M. R. a 62 ans. Notre première rencontre est motivée par une prescription de vitaminothérapie liée à des complications neurologiques d'un problème d'alcoolisme chronique. Bien avant que nous ne fassions sa connaissance, il a tenté plusieurs cures de sevrage, sans succès durable. Il a été victime de plusieurs chutes qui ont entraîné une fracture de la cheville droite. Nous le voyons occasionnellement pour des traitements injectables d'antalgiques ou d'anti-inflammatoires en lien avec des problèmes de douleurs mixtes. C'est souvent l'occasion de lui ré-expliquer l'intérêt du traitement par voie orale sur la composante neuropathique de ses douleurs.

D'humeur inégale, parfois jovial et plein d'humour, il peut aussi être saisi d'accès de colère. Ces troubles du comportement sont parfois liés à l'absorption d'alcool. Dans ces cas-là, nous revenons chez lui à plusieurs reprises avant qu'il ouvre sa porte, car il est dans un sommeil profond. Il limite alors notre accès à la salle à manger, ce que nous respectons car il nous reçoit chez lui, d'autres fois il préférera s'installer dans la chambre pour le soin. Dans ces moments de troubles, nous lui proposons la visite du médecin traitant pour réévaluer avec lui la situation et le traitement, ce que généralement il accepte.

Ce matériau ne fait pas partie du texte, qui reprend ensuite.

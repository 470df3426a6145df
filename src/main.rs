mod cli;
mod config;
mod generator;
mod linker;
mod loader;
mod mapper;
mod model;
mod tracker;

use tracing_subscriber::EnvFilter;

#[tokio::main]
async fn main() {
    // Progress goes to stdout; diagnostics stay on stderr.
    tracing_subscriber::fmt()
        .with_env_filter(EnvFilter::try_from_default_env().unwrap_or_else(|_| EnvFilter::new("warn")))
        .with_writer(std::io::stderr)
        .init();

    let args: Vec<String> = std::env::args().skip(1).collect();
    if let Err(e) = cli::run(args).await {
        eprintln!("Error: {e:#}");
        std::process::exit(1);
    }
}
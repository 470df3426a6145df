use anyhow::{Context, Result};
use serde::Deserialize;
use std::path::PathBuf;

#[derive(Debug, Deserialize, Default)]
pub struct AppConfig {
    pub jira: Option<JiraConfig>,
}

#[derive(Debug, Clone, Deserialize)]
pub struct JiraConfig {
    pub url: String,
    pub user: String,
    pub token: String,
}

pub fn config_path() -> PathBuf {
    dirs::home_dir()
        .unwrap_or_else(|| PathBuf::from("."))
        .join(".jiragen")
        .join("config.toml")
}

pub fn load_config() -> Result<AppConfig> {
    let path = config_path();
    if !path.exists() {
        return Ok(AppConfig::default());
    }
    let contents = std::fs::read_to_string(&path)
        .with_context(|| format!("Failed to read config from {}", path.display()))?;
    let config: AppConfig =
        toml::from_str(&contents).with_context(|| "Failed to parse config.toml")?;
    Ok(config)
}
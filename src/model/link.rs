use serde::{Deserialize, Serialize};
use std::fmt;

use crate::model::issue::KeyRef;

/// Relationship vocabulary accepted in `linked_issues` entries.
///
/// Wire names are the camelCase serde renames (`blockedBy`, `splitTo`, ...),
/// which is also what the task schema enumerates.
#[derive(
    Debug, Clone, Copy, PartialEq, Eq, PartialOrd, Ord, Hash, Serialize, Deserialize,
)]
#[serde(rename_all = "camelCase")]
pub enum LinkKind {
    Blocks,
    BlockedBy,
    Clones,
    ClonedBy,
    Duplicates,
    DuplicatedBy,
    Escalates,
    EscalatedBy,
    SplitTo,
    SplitFrom,
    Causes,
    CausedBy,
    RelatesTo,
}

/// Which side of the native link the *target* issue is sent on.
#[derive(Debug, Clone, Copy, PartialEq, Eq)]
pub enum LinkDirection {
    Inward,
    Outward,
}

/// A native Jira link type, spelled the way the update payload expects it.
#[derive(Debug, Clone, Copy, PartialEq, Eq, Serialize)]
pub struct NativeLinkType {
    pub name: &'static str,
    pub inward: &'static str,
    pub outward: &'static str,
}

const BLOCKS: NativeLinkType = NativeLinkType {
    name: "Blocks",
    inward: "is blocked by",
    outward: "blocks",
};
const CLONERS: NativeLinkType = NativeLinkType {
    name: "Cloners",
    inward: "is cloned by",
    outward: "clones",
};
const DUPLICATE: NativeLinkType = NativeLinkType {
    name: "Duplicate",
    inward: "is duplicated by",
    outward: "duplicates",
};
const ESCALATED: NativeLinkType = NativeLinkType {
    name: "Escalated",
    inward: "Escalates",
    outward: "Escalated by",
};
const ISSUE_SPLIT: NativeLinkType = NativeLinkType {
    name: "Issue split",
    inward: "split from",
    outward: "split to",
};
const PROBLEM_INCIDENT: NativeLinkType = NativeLinkType {
    name: "Problem/Incident",
    inward: "is caused by",
    outward: "causes",
};
const RELATES: NativeLinkType = NativeLinkType {
    name: "Relates",
    inward: "relates to",
    outward: "relates to",
};

impl LinkKind {
    pub fn as_str(&self) -> &'static str {
        match self {
            LinkKind::Blocks => "blocks",
            LinkKind::BlockedBy => "blockedBy",
            LinkKind::Clones => "clones",
            LinkKind::ClonedBy => "clonedBy",
            LinkKind::Duplicates => "duplicates",
            LinkKind::DuplicatedBy => "duplicatedBy",
            LinkKind::Escalates => "escalates",
            LinkKind::EscalatedBy => "escalatedBy",
            LinkKind::SplitTo => "splitTo",
            LinkKind::SplitFrom => "splitFrom",
            LinkKind::Causes => "causes",
            LinkKind::CausedBy => "causedBy",
            LinkKind::RelatesTo => "relatesTo",
        }
    }

    /// The native link type plus the side the target issue takes.
    ///
    /// The escalates pair points the opposite way from the rest: the native
    /// "Escalated" type reads "Escalates" on its inward side.
    pub fn native(&self) -> (NativeLinkType, LinkDirection) {
        use LinkDirection::{Inward, Outward};
        match self {
            LinkKind::Blocks => (BLOCKS, Outward),
            LinkKind::BlockedBy => (BLOCKS, Inward),
            LinkKind::Clones => (CLONERS, Outward),
            LinkKind::ClonedBy => (CLONERS, Inward),
            LinkKind::Duplicates => (DUPLICATE, Outward),
            LinkKind::DuplicatedBy => (DUPLICATE, Inward),
            LinkKind::Escalates => (ESCALATED, Inward),
            LinkKind::EscalatedBy => (ESCALATED, Outward),
            LinkKind::SplitTo => (ISSUE_SPLIT, Outward),
            LinkKind::SplitFrom => (ISSUE_SPLIT, Inward),
            LinkKind::Causes => (PROBLEM_INCIDENT, Outward),
            LinkKind::CausedBy => (PROBLEM_INCIDENT, Inward),
            LinkKind::RelatesTo => (RELATES, Outward),
        }
    }
}

impl fmt::Display for LinkKind {
    fn fmt(&self, f: &mut fmt::Formatter<'_>) -> fmt::Result {
        f.write_str(self.as_str())
    }
}

/// One `issuelinks` update verb: `{"add": {...}}`, applied to the source
/// issue with `PUT /rest/api/2/issue/<key>`.
#[derive(Debug, Clone, Serialize)]
pub struct LinkUpdate {
    pub add: LinkAdd,
}

#[derive(Debug, Clone, Serialize)]
pub struct LinkAdd {
    #[serde(rename = "type")]
    pub link_type: NativeLinkType,
    #[serde(rename = "inwardIssue", skip_serializing_if = "Option::is_none")]
    pub inward_issue: Option<KeyRef>,
    #[serde(rename = "outwardIssue", skip_serializing_if = "Option::is_none")]
    pub outward_issue: Option<KeyRef>,
}

impl LinkUpdate {
    /// Payload attaching `target_key` to some source issue by `kind`, with
    /// the target on whichever side the native vocabulary puts it.
    pub fn for_target(kind: LinkKind, target_key: &str) -> Self {
        let (link_type, direction) = kind.native();
        let target = KeyRef::new(target_key);
        let (inward_issue, outward_issue) = match direction {
            LinkDirection::Inward => (Some(target), None),
            LinkDirection::Outward => (None, Some(target)),
        };
        Self {
            add: LinkAdd {
                link_type,
                inward_issue,
                outward_issue,
            },
        }
    }
}
use std::path::Path;

use anyhow::Result;

use crate::linker::{build_link_updates, resolve_links};
use crate::loader::load_tasks;
use crate::mapper::build_issue_fields;
use crate::tracker::{CreationOutcome, Tracker};

/// Counts reported by [`run`], used for the exit-code decision.
#[derive(Debug, Default, Clone, Copy, PartialEq, Eq)]
pub struct RunSummary {
    pub created: usize,
    pub failed: usize,
    pub links_applied: usize,
}

/// Drive the whole batch: load the file, create every issue, then resolve
/// and apply the declared links.
///
/// A rejected creation is recorded and the run carries on; a transport
/// error at any phase aborts it.
pub async fn run(tracker: &dyn Tracker, file: &Path) -> Result<RunSummary> {
    println!("Loading tasks from {}...", file.display());
    let tasks = load_tasks(file)?;

    println!("Generating issue fields...");
    let batch: Vec<_> = tasks.iter().map(build_issue_fields).collect();

    println!("Creating {} issue(s)...", batch.len());
    let results = tracker.create_issues(&batch).await?;
    let mut summary = RunSummary::default();
    for result in &results {
        match &result.outcome {
            CreationOutcome::Created { key } => {
                summary.created += 1;
                println!("  Created {}: {}", key, result.summary);
            }
            CreationOutcome::Failed { error } => {
                summary.failed += 1;
                println!("  Failed: {} ({})", result.summary, error);
            }
        }
    }

    println!("Resolving links...");
    let links = resolve_links(&tasks, &results, tracker).await?;
    let updates = build_link_updates(&links);

    println!("Applying {} link(s)...", updates.len());
    for (issue_key, update) in &updates {
        tracker.add_link(issue_key, update).await?;
        summary.links_applied += 1;
    }

    println!(
        "Created {} of {} issues, applied {} link(s).",
        summary.created,
        results.len(),
        summary.links_applied
    );
    Ok(summary)
}
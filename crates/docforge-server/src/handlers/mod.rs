pub mod agents;
pub mod auth;
pub mod events;
pub mod exports;
pub mod progress;
pub mod projects;
pub mod stages;
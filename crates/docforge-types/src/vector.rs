use chrono::{DateTime, Utc};
use serde::{Deserialize, Serialize};
use uuid::Uuid;

/// `knowledge` = ingested reference material; `memory` = system-generated
/// agent output persisted for later retrieval.
#[derive(Debug, Clone, Copy, PartialEq, Eq, Serialize, Deserialize)]
#[serde(rename_all = "snake_case")]
pub enum PointType {
    Knowledge,
    Memory,
}

#[derive(Debug, Clone, Copy, PartialEq, Eq, Serialize, Deserialize)]
#[serde(rename_all = "snake_case")]
pub enum Visibility {
    Private,
    Public,
}

#[derive(Debug, Clone, Serialize, Deserialize)]
pub struct VectorPointPayload {
    pub tenant_id: Uuid,
    pub project_id: Uuid,
    #[serde(rename = "type")]
    pub point_type: PointType,
    pub visibility: Visibility,
    pub lang: String,
    pub version: i64,
    pub created_at: DateTime<Utc>,
    pub vector_index: i64,
    #[serde(default, skip_serializing_if = "Option::is_none")]
    pub stage: Option<String>,
    #[serde(default, skip_serializing_if = "Option::is_none")]
    pub correlation_id: Option<String>,
    pub content: String,
}
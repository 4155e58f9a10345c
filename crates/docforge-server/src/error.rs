//! Single error surface for the HTTP boundary. Every handler returns
//! `Result<_, AppError>`; no adapter error type crosses a handler
//! signature directly, matching the taxonomy every other crate's error
//! already tags its variants with.

use axum::http::StatusCode;
use axum::response::{IntoResponse, Response};
use axum::Json;
use serde::Serialize;
use serde_json::json;
use thiserror::Error;

#[derive(Debug, Error)]
pub enum AppError {
    #[error("authentication required")]
    AuthRequired,
    #[error("authentication failed")]
    AuthFailed,
    #[error("permission denied")]
    PermissionDenied,
    #[error("not found: {0}")]
    NotFound(String),
    #[error("conflict: {0}")]
    Conflict(String),
    #[error("invalid argument: {0}")]
    InvalidArgument(String),
    #[error("rate limit exceeded")]
    RateLimitExceeded,
    #[error("agent error: {0}")]
    Agent(String),
    #[error("all providers failed: {0}")]
    LlmUnavailable(String),
    #[error("database error: {0}")]
    Database(#[from] rusqlite::Error),
    #[error("io error: {0}")]
    Io(#[from] std::io::Error),
    #[error("serialization error: {0}")]
    Serialization(#[from] serde_json::Error),
}

#[derive(Serialize)]
struct ErrorBody {
    error: String,
    detail: String,
    #[serde(skip_serializing_if = "Option::is_none")]
    correlation_id: Option<String>,
}

impl AppError {
    fn status(&self) -> StatusCode {
        match self {
            AppError::AuthRequired | AppError::AuthFailed => StatusCode::UNAUTHORIZED,
            AppError::PermissionDenied => StatusCode::FORBIDDEN,
            AppError::NotFound(_) => StatusCode::NOT_FOUND,
            AppError::Conflict(_) => StatusCode::CONFLICT,
            AppError::InvalidArgument(_) => StatusCode::BAD_REQUEST,
            AppError::RateLimitExceeded => StatusCode::TOO_MANY_REQUESTS,
            AppError::Agent(_) => StatusCode::INTERNAL_SERVER_ERROR,
            AppError::LlmUnavailable(_) => StatusCode::SERVICE_UNAVAILABLE,
            AppError::Database(_) | AppError::Io(_) | AppError::Serialization(_) => {
                StatusCode::INTERNAL_SERVER_ERROR
            }
        }
    }

    fn tag(&self) -> &'static str {
        match self {
            AppError::AuthRequired => "auth_required",
            AppError::AuthFailed => "auth_failed",
            AppError::PermissionDenied => "permission_denied",
            AppError::NotFound(_) => "not_found",
            AppError::Conflict(_) => "conflict",
            AppError::InvalidArgument(_) => "invalid_argument",
            AppError::RateLimitExceeded => "rate_limit_exceeded",
            AppError::Agent(_) => "agent_error",
            AppError::LlmUnavailable(_) => "llm_unavailable",
            AppError::Database(_) | AppError::Io(_) | AppError::Serialization(_) => "internal_error",
        }
    }
}

impl IntoResponse for AppError {
    fn into_response(self) -> Response {
        let status = self.status();
        // Adapter internals (SQL text, filesystem paths) never leave this
        // boundary; only the conceptual tag and a stable detail string do.
        let detail = match &self {
            AppError::Database(_) | AppError::Io(_) | AppError::Serialization(_) => {
                "an internal error occurred".to_string()
            }
            other => other.to_string(),
        };
        if matches!(self, AppError::Database(_) | AppError::Io(_) | AppError::Serialization(_)) {
            tracing::error!(error = %self, "internal error surfaced to client");
        }
        let body = ErrorBody {
            error: self.tag().to_string(),
            detail,
            correlation_id: None,
        };
        (status, Json(json!(body))).into_response()
    }
}

impl From<docforge_documents::DocumentError> for AppError {
    fn from(err: docforge_documents::DocumentError) -> Self {
        match err {
            docforge_documents::DocumentError::NotFound(s) => AppError::NotFound(s),
            docforge_documents::DocumentError::MissingEpicNumber => {
                AppError::InvalidArgument(err.to_string())
            }
            docforge_documents::DocumentError::Database(e) => AppError::Database(e),
            docforge_documents::DocumentError::Serialization(e) => AppError::Serialization(e),
            docforge_documents::DocumentError::Io(e) => AppError::Io(e),
        }
    }
}

impl From<docforge_export::ExportError> for AppError {
    fn from(err: docforge_export::ExportError) -> Self {
        match err {
            docforge_export::ExportError::NotFound(s) => AppError::NotFound(s),
            docforge_export::ExportError::InvalidExpiry(_) => AppError::InvalidArgument(err.to_string()),
            docforge_export::ExportError::Database(e) => AppError::Database(e),
            docforge_export::ExportError::Serialization(e) => AppError::Serialization(e),
            docforge_export::ExportError::Io(e) => AppError::Io(e),
            docforge_export::ExportError::Document(e) => e.into(),
            docforge_export::ExportError::Zip(e) => AppError::Io(std::io::Error::new(std::io::ErrorKind::Other, e)),
        }
    }
}

impl From<docforge_orchestrator::OrchestratorError> for AppError {
    fn from(err: docforge_orchestrator::OrchestratorError) -> Self {
        AppError::Agent(err.to_string())
    }
}

impl From<docforge_core::AuthError> for AppError {
    fn from(err: docforge_core::AuthError) -> Self {
        match err {
            docforge_core::AuthError::MissingToken
            | docforge_core::AuthError::InvalidToken
            | docforge_core::AuthError::Expired
            | docforge_core::AuthError::Revoked => AppError::AuthFailed,
            docforge_core::AuthError::Forbidden(_) => AppError::PermissionDenied,
        }
    }
}
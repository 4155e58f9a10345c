pub mod document;
pub mod execution;
pub mod export;
pub mod permissions;
pub mod provider;
pub mod tenant;
pub mod vector;

pub use document::{DocumentType, DocumentVersion};
pub use execution::{AgentExecution, ExecutionStatus, Stage};
pub use export::{Export, ExportFormat, ExportManifest, ExportManifestEntry, ExportStatus};
pub use permissions::{Permission, Role};
pub use provider::{ModelInfo, ModelSpec, ProviderInfo};
pub use tenant::{Project, ProjectMember, ProjectStatus, Tenant, User};
pub use vector::{PointType, VectorPointPayload, Visibility};

/// Correlation id scoping one workflow execution. A newtype instead of a bare
/// `Uuid` so handlers can't accidentally thread a project id or user id where
/// a correlation id is expected.
#[derive(Debug, Clone, Copy, PartialEq, Eq, Hash, serde::Serialize, serde::Deserialize)]
#[serde(transparent)]
pub struct CorrelationId(pub uuid::Uuid);

impl CorrelationId {
    pub fn new() -> Self {
        Self(uuid::Uuid::new_v4())
    }
}

impl Default for CorrelationId {
    fn default() -> Self {
        Self::new()
    }
}

impl std::fmt::Display for CorrelationId {
    fn fmt(&self, f: &mut std::fmt::Formatter<'_>) -> std::fmt::Result {
        write!(f, "{}", self.0)
    }
}

impl std::str::FromStr for CorrelationId {
    type Err = uuid::Error;

    fn from_str(s: &str) -> Result<Self, Self::Err> {
        Ok(Self(uuid::Uuid::parse_str(s)?))
    }
}
use std::path::PathBuf;
use std::sync::Arc;
use std::time::Duration;

use chrono::Utc;
use tracing::warn;

use crate::repository::ExportRepository;

const SWEEP_INTERVAL: Duration = Duration::from_secs(300);

/// Periodically marks past-expiry `Completed` exports as `Expired` and
/// removes the archive they point at. Runs for the lifetime of the spawned
/// task; callers hold the `JoinHandle` to shut it down with the rest of the
/// server's background work.
pub async fn run(exports: Arc<ExportRepository>) {
    loop {
        tokio::time::sleep(SWEEP_INTERVAL).await;
        if let Err(err) = sweep_once(&exports, Utc::now()).await {
            warn!(error = %err, "export sweep failed");
        }
    }
}

async fn sweep_once(exports: &ExportRepository, now: chrono::DateTime<Utc>) -> crate::error::ExportResult<()> {
    let expired = exports.expired_completed(now).await?;
    for export in expired {
        if let Some(path) = export.file_path.as_deref() {
            if let Err(err) = tokio::fs::remove_file(PathBuf::from(path)).await {
                if err.kind() != std::io::ErrorKind::NotFound {
                    warn!(export_id = %export.id, error = %err, "failed to remove expired export archive");
                }
            }
        }
        exports.mark_expired(export.id).await?;
    }
    Ok(())
}

#[cfg(test)]
mod tests {
    use super::*;
    use docforge_types::export::ExportStatus;
    use uuid::Uuid;

    #[tokio::test]
    async fn sweep_once_expires_completed_exports_past_their_deadline() {
        let dir = tempfile::tempdir().unwrap();
        let repo = ExportRepository::new(&dir.path().join("exports.db")).unwrap();
        let export = repo.create(Uuid::new_v4(), Uuid::new_v4(), Uuid::new_v4(), 1).await.unwrap();

        let archive_path = dir.path().join("archive.zip");
        tokio::fs::write(&archive_path, b"pk").await.unwrap();
        let manifest = export.manifest.clone();
        repo.mark_completed(export.id, archive_path.to_str().unwrap(), &manifest).await.unwrap();

        sweep_once(&repo, Utc::now()).await.unwrap();
        let reloaded = repo.get(export.id).await.unwrap();
        assert_eq!(reloaded.status, ExportStatus::Completed);
        assert!(archive_path.exists());

        sweep_once(&repo, Utc::now() + chrono::Duration::hours(2)).await.unwrap();
        let reloaded = repo.get(export.id).await.unwrap();
        assert_eq!(reloaded.status, ExportStatus::Expired);
        assert!(!archive_path.exists());
    }
}
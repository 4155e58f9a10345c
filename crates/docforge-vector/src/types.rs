use chrono::{DateTime, Utc};
use docforge_types::execution::Stage;
use docforge_types::vector::{PointType, Visibility};
use docforge_types::CorrelationId;
use serde::{Deserialize, Serialize};
use thiserror::Error;
use uuid::Uuid;

/// A stored, embedded slice of text. Every row carries `tenant_id` and
/// `project_id`; there is no code path that queries across either without
/// both present, by construction of the store's public API.
#[derive(Debug, Clone, Serialize, Deserialize)]
pub struct VectorPoint {
    pub id: Uuid,
    pub tenant_id: Uuid,
    pub project_id: Uuid,
    pub point_type: PointType,
    pub visibility: Visibility,
    pub stage: Option<Stage>,
    pub correlation_id: Option<CorrelationId>,
    pub content: String,
    pub token_count: i64,
    pub lang: String,
    pub version: i32,
    pub created_at: DateTime<Utc>,
}

#[derive(Debug, Clone, Serialize, Deserialize)]
pub struct VectorSearchResult {
    pub point: VectorPoint,
    pub similarity: f64,
}

#[derive(Debug, Clone)]
pub struct SearchQuery {
    pub tenant_id: Uuid,
    pub project_id: Uuid,
    pub point_type: Option<PointType>,
    pub limit: usize,
}

/// Conjunctive equality filters applied on top of the mandatory
/// tenant/project scoping. Recognized keys: `point_type`, `visibility`,
/// `lang`, `version`. Unrecognized keys are rejected with `InvalidFilter`
/// rather than silently ignored.
pub type SearchFilters = std::collections::HashMap<String, String>;

#[derive(Error, Debug)]
pub enum VectorError {
    #[error("database error: {0}")]
    Database(#[from] rusqlite::Error),
    #[error("io error: {0}")]
    Io(#[from] std::io::Error),
    #[error("serialization error: {0}")]
    Serialization(#[from] serde_json::Error),
    #[error("embedding error: {0}")]
    Embedding(String),
    #[error("chunking error: {0}")]
    Chunking(String),
    #[error("tokenization error: {0}")]
    Tokenization(String),
    #[error("not found: {0}")]
    NotFound(String),
    #[error("embedding dimension mismatch: expected {expected}, got {actual}")]
    DimensionMismatch { expected: usize, actual: usize },
    #[error("invalid search filter key: {0}")]
    InvalidFilter(String),
}

pub type VectorResult<T> = Result<T, VectorError>;

pub const MIN_CHUNK_LENGTH: usize = 50;
pub const MAX_CHUNK_LENGTH: usize = 4000;
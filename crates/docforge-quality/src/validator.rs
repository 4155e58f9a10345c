use crate::result::ValidationResult;

/// A single named check over generated content. Validators are pure
/// computation over the text; none of them perform I/O, so the trait stays
/// synchronous.
pub trait ContentValidator: Send + Sync {
    fn name(&self) -> &'static str;
    fn validate(&self, content: &str) -> ValidationResult;
}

L'état de son appartement est parfois loin des "normes" ménagères et d'hygiène courantes. Ce qui nous invite avec l'accord de M. R. à reprendre contact avec le service social pour qu'une aide ménagère puisse intervenir. Souvent, il a oublié d'effectuer les formalités nécessaires pour que cette aide soit régulière.

Sa mobilité est réduite, il se déplace à l'extérieur avec des cannes anglaises et il bénéficie d'une solidarité de voisinage pour l'amener en voiture à la pharmacie ou bien au supermarché.

Lors de nos passages, nous essayons de prévenir les carences alimentaires, la déshydratation, et nous lui proposons une organisation de son quotidien pour éviter les risques de chute. En dehors de nos passages, il arrive qu'il nous appelle au cabinet pour une question ou un conseil qui constitue souvent une demande d'écoute.